13.2 To consider the appropriate retention period for personal data, we consider the amount, nature and sensitivity of the personal data, the potential risk of harm from unauthorized use or disclosure of your personal data, the purposes for which we process your personal data and whether we can achieve those purposes through other means, and the applicable legal requirements.

13.3 In some circumstances we may anonymize your personal information so that it can no longer be associated with you, in which case we may use such information without further notice to you. Once you are no longer engaged with the company we will retain and securely destroy your personal information in accordance with the applicable laws and regulations.

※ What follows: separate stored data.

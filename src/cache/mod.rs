//! Cache Module
//!
//! Stores fully built metadata trees keyed by class name, so a factory can
//! skip re-parsing annotations.

mod memory;

// Re-export public types
pub use memory::MemoryCache;

use crate::meta::Meta;

// == Meta Cache Trait ==
/// A cache of metadata containers keyed by an opaque string, typically a
/// fully-qualified class name.
///
/// Purely a capability contract: no eviction, expiry or capacity semantics.
/// Consumers wiring a cache into a factory own the invalidation policy. A
/// miss is not an error; it simply triggers the extraction path.
pub trait MetaCache {
    /// Stores metadata under a key, overwriting any previous entry.
    fn set(&self, key: &str, meta: Meta);

    /// Retrieves metadata by key, or `None` on a miss.
    fn get(&self, key: &str) -> Option<Meta>;

    /// Checks whether a key is present.
    fn has(&self, key: &str) -> bool;
}
// tests/freshness_window.rs
use chrono::{Duration, FixedOffset, TimeZone, Utc};
use mention_relay::freshness::{
    from_epoch_secs, is_recent, localize, parse_feed_timestamp, within_window, Freshness,
    FreshnessPolicy,
};

fn tz() -> FixedOffset {
    FixedOffset::east_opt(7 * 3600).unwrap()
}

#[test]
fn window_48h() {
    let now = tz().with_ymd_and_hms(2025, 10, 1, 12, 0, 0).unwrap();
    let w = Duration::hours(48);
    assert!(!within_window(now - Duration::hours(49), now, w));
    assert!(within_window(now - Duration::hours(47), now, w));
}

#[test]
fn recency_5_minutes() {
    let now = tz().with_ymd_and_hms(2025, 10, 1, 12, 0, 0).unwrap();
    let t = Duration::minutes(5);
    assert!(is_recent(now - Duration::minutes(4), now, t));
    assert!(!is_recent(now - Duration::minutes(6), now, t));
    assert!(is_recent(now + Duration::minutes(30), now, t));
}

#[test]
fn policy_distinguishes_stale_from_not_recent() {
    let now = tz().with_ymd_and_hms(2025, 10, 1, 12, 0, 0).unwrap();
    let gated = FreshnessPolicy::window(Duration::hours(48)).with_recency(Duration::minutes(5));
    assert_eq!(gated.check(now - Duration::minutes(1), now), Freshness::Fresh);
    assert_eq!(gated.check(now - Duration::hours(2), now), Freshness::NotRecent);
    assert_eq!(gated.check(now - Duration::hours(50), now), Freshness::Stale);

    let pure = FreshnessPolicy::window(Duration::hours(48));
    assert_eq!(pure.check(now - Duration::hours(2), now), Freshness::Fresh);
}

#[test]
fn feed_timestamps_in_common_shapes() {
    let expected = Utc.with_ymd_and_hms(2025, 10, 1, 4, 58, 0).unwrap();
    assert_eq!(parse_feed_timestamp("Wed, 01 Oct 2025 11:58:00 +0700"), Some(expected));
    assert_eq!(parse_feed_timestamp("Wed, 01 Oct 2025 04:58:00 GMT"), Some(expected));
    assert_eq!(parse_feed_timestamp("2025-10-01T04:58:00+00:00"), Some(expected));
    assert_eq!(parse_feed_timestamp("2025-10-01T11:58:00+07:00"), Some(expected));
    assert_eq!(parse_feed_timestamp("yesterday"), None);
    assert_eq!(parse_feed_timestamp("   "), None);
}

#[test]
fn missing_stamps_fall_back_to_now() {
    let now = Utc.with_ymd_and_hms(2025, 10, 1, 5, 0, 0).unwrap();
    assert_eq!(from_epoch_secs(Some(0)), None);
    assert_eq!(from_epoch_secs(None), None);
    assert_eq!(from_epoch_secs(Some(1_759_294_800)), Some(now));
    let local = localize(None, now, tz());
    assert_eq!(local, now.with_timezone(&tz()));
    assert_eq!(local.format("%H:%M").to_string(), "12:00");
}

14. RIGHTS OF ACCESS, CORRECTION, ERASURE, AND RESTRICTION

14.1 It is important that the personal information we hold about you is accurate and current. Please keep us informed if your personal information changes during your working relationship with us.

14.2 Under certain circumstances, by law you have the right to:

  • Request access to your personal information (commonly known as a ‘data subject access request’). This enables you to receive a copy of the personal information we hold about you and to check that we are lawfully processing it.
  • Request correction of the personal information that we hold about you. This enables you to have any incomplete or inaccurate information we hold about you corrected.
  • Request erasure of your personal information. This enables you to ask us to delete or remove personal information where there is no good reason for us continuing to process it. You also have the right to ask us to delete or remove your personal information where you have exercised your right to object to processing (see below).
  • Object to processing of your personal information where we are relying on a legitimate interest (or those of a third party) and there is something about your particular situation which makes you want to object to processing on this ground. You also have the right to object where we are processing your personal information for direct marketing purposes.
  • Request the restriction of processing your personal information. This enables you to ask us to suspend the processing of personal information about you, for example if you want us to establish its accuracy or the reason for processing it.
  • Request the transfer of your personal information to another party.

14.3 If you want to review, verify, correct or request erasure of your personal information, object to the processing of your personal data, or request that we transfer a copy of your personal information to another party, please contact the Head of Administration in writing.

14.4 You will not have to pay a fee to access your personal information (or to exercise any other rights). However we may refuse to comply with the request if it is clearly unfounded or excessive.

14.5 We may need to request specific information from you to help us confirm your identity and ensure your right to access information (or to exercise any of your other rights). This is another appropriate security measure to ensure that personal information is not disclosed to any person who has no right to receive it.

15. RIGHT TO WITHDRAW CONSENT

15.1 In limited circumstances where you may have provided your consent to collection, processing and transfer of your personal information for a specific purpose, you have the right to withdraw your consent for that specific processing at any time. To withdraw your consent, please contact the Head of Administration.

15.2 Once we have received notification that you have withdrawn your consent, we will no longer process your information for the purpose or purposes you originally agreed to, unless we have another legitimate basis for doing so in law.

16. CONTACT US

If you have any questions about this privacy notice or how we handle your personal information, please contact our Data Protection Officer. You have the right to make a complaint at any time to the Office of the Data Protection Ombudsman Office, Finland’s supervisory authority for data protection issues.

17. CHANGES TO THIS PRIVACY NOTICE

We reserve the right to update this privacy notice at any time, and we will provide you with a new privacy notice when we make any substantial updates. We may also notify you in other ways from time to time about the processing of your personal information.